Se giró de perfil y me percaté de que sus ojos adquirían el mismo color oscuro y sombrío que el océano iluminado por la luna. Si antes lo había puesto en duda, en aquel momento sabía con toda certeza que este hombre estaba en directa conexión con el universo.
—Éste es el motivo de mi regreso —continuó—. Quiero entrar otra vez en contacto con todo el mundo y dar a cada uno su lista personal de mandamientos. Ya me entiendes, pautas que funcionen para el individuo, no para la masa.
Colocó sus elegantes y delgadas manos sobre mis hombros y fijó su mirada en la mía.
—Y ahora te ha llegado el turno a ti, Christine. Por eso estoy aquí. Siento mucho que te haya tocado tan tarde, pero estoy seguro de que entiendes el volumen de trabajo que esto implica.
Permanecí allí parada como una estatua, incapaz de responder a lo que estaba oyendo. Incluso empecé a preguntarme si alguien, sin yo darme cuenta, no me habría introducido en la bebida alguna sustancia, que en esos momentos me hacía alucinar.
—Ha llegado la hora, Christine, de que empieces una nueva vida. Soy ese «Dios» que a veces crees que no existe. Soy el «Dios» que piensas que te juzga y te castiga. Pero no me conoces… aunque la culpa básicamente es mía. Tal vez no siempre supe revelar mi presencia, pero debes creerme, Christine: soy el Dios que te vio crecer y caer en la desesperanza. Intenté ayudarte muchas veces, pero en vez de confiar en mí y aceptar mi ayuda, escogiste cabrearte y ponerte a la defensiva. Puedo entenderlo, pero espero que tú a tu vez entiendas que nunca he dejado de quererte ni te he abandonado.

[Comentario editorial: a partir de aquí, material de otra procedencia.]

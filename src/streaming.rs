use crate::assembler::StreamAssembler;
use crate::error::ChatResult;
use async_stream::stream;
use bytes::Bytes;
use futures::{Stream, StreamExt};
use std::pin::Pin;
use tracing::debug;

/// Raw body chunks of a completion response
pub type ByteStream = Pin<Box<dyn Stream<Item = ChatResult<Bytes>> + Send>>;

/// Full reply text so far, one item per received fragment
pub type SnapshotStream = Pin<Box<dyn Stream<Item = ChatResult<String>> + Send>>;

/// Lazily assemble a byte stream into reply snapshots.
///
/// Stops reading after `[DONE]`. A read error is yielded once and ends the
/// stream.
pub fn assemble(mut bytes: ByteStream) -> SnapshotStream {
    Box::pin(stream! {
        let mut assembler = StreamAssembler::new();
        while let Some(chunk) = bytes.next().await {
            let chunk = match chunk {
                Ok(chunk) => chunk,
                Err(e) => {
                    yield Err(e);
                    return;
                }
            };
            for snapshot in assembler.feed(&chunk) {
                yield Ok(snapshot);
            }
            if assembler.is_done() {
                break;
            }
        }
        for snapshot in assembler.finish() {
            yield Ok(snapshot);
        }
        debug!(chars = assembler.text().chars().count(), "reply stream complete");
    })
}

#[cfg(test)]
mod tests {
    use super::*;
    use crate::error::ChatError;
    use futures::stream;
    use pretty_assertions::assert_eq;

    fn bytes_of(chunks: Vec<ChatResult<&'static str>>) -> ByteStream {
        Box::pin(stream::iter(
            chunks
                .into_iter()
                .map(|chunk| chunk.map(|text| Bytes::from_static(text.as_bytes()))),
        ))
    }

    #[test]
    fn yields_snapshots_in_order() {
        let input = bytes_of(vec![
            Ok("data: {\"choices\":[{\"delta\":{\"content\":\"Na\"}}]}\n\n"),
            Ok("data: {\"choices\":[{\"delta\":{\"content\":\"maste\"}}]}\n\ndata: [DONE]\n"),
        ]);
        let snapshots: Vec<String> = tokio_test::block_on(
            assemble(input).map(|item| item.unwrap()).collect::<Vec<_>>(),
        );
        assert_eq!(snapshots, vec!["Na".to_string(), "Namaste".to_string()]);
    }

    #[test]
    fn stops_reading_after_done() {
        let input = bytes_of(vec![
            Ok("data: {\"choices\":[{\"delta\":{\"content\":\"ok\"}}]}\ndata: [DONE]\n"),
            Err(ChatError::Stream("should never be polled".to_string())),
        ]);
        let items = tokio_test::block_on(assemble(input).collect::<Vec<_>>());
        assert_eq!(items.len(), 1);
        assert_eq!(items[0].as_ref().unwrap(), "ok");
    }

    #[tokio::test]
    async fn read_error_keeps_earlier_snapshots() {
        let input = bytes_of(vec![
            Ok("data: {\"choices\":[{\"delta\":{\"content\":\"Mandi rates \"}}]}\n"),
            Err(ChatError::Stream("connection reset".to_string())),
            Ok("data: {\"choices\":[{\"delta\":{\"content\":\"lost\"}}]}\n"),
        ]);
        let items: Vec<_> = assemble(input).collect().await;
        assert_eq!(items.len(), 2);
        assert_eq!(items[0].as_ref().unwrap(), "Mandi rates ");
        assert!(matches!(items[1], Err(ChatError::Stream(_))));
    }

    #[tokio::test]
    async fn flushes_unterminated_final_record() {
        let input = bytes_of(vec![Ok(
            "data: {\"choices\":[{\"delta\":{\"content\":\"last\"}}]}",
        )]);
        let items: Vec<_> = assemble(input).collect().await;
        assert_eq!(items.len(), 1);
        assert_eq!(items[0].as_ref().unwrap(), "last");
    }
}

La tierra continuaba detenida y en silencio, como si aguardara educadamente mi respuesta. Pero yo aún no había acabado con todas mis recriminaciones. Hablar no costaba nada:
—Entonces, ¿por qué ahora? ¿Por qué no te presentaste en todas esas ocasiones en que tanto te necesitaba?
¿Por qué apareces precisamente ahora? Ahora que ya ha dejado de importarme todo. Ahora que no estoy en crisis. Ahora que he aprendido a vivir sin ti. —En ese instante me vino a la cabeza un terrible pensamiento ¿Voy a morir quizás?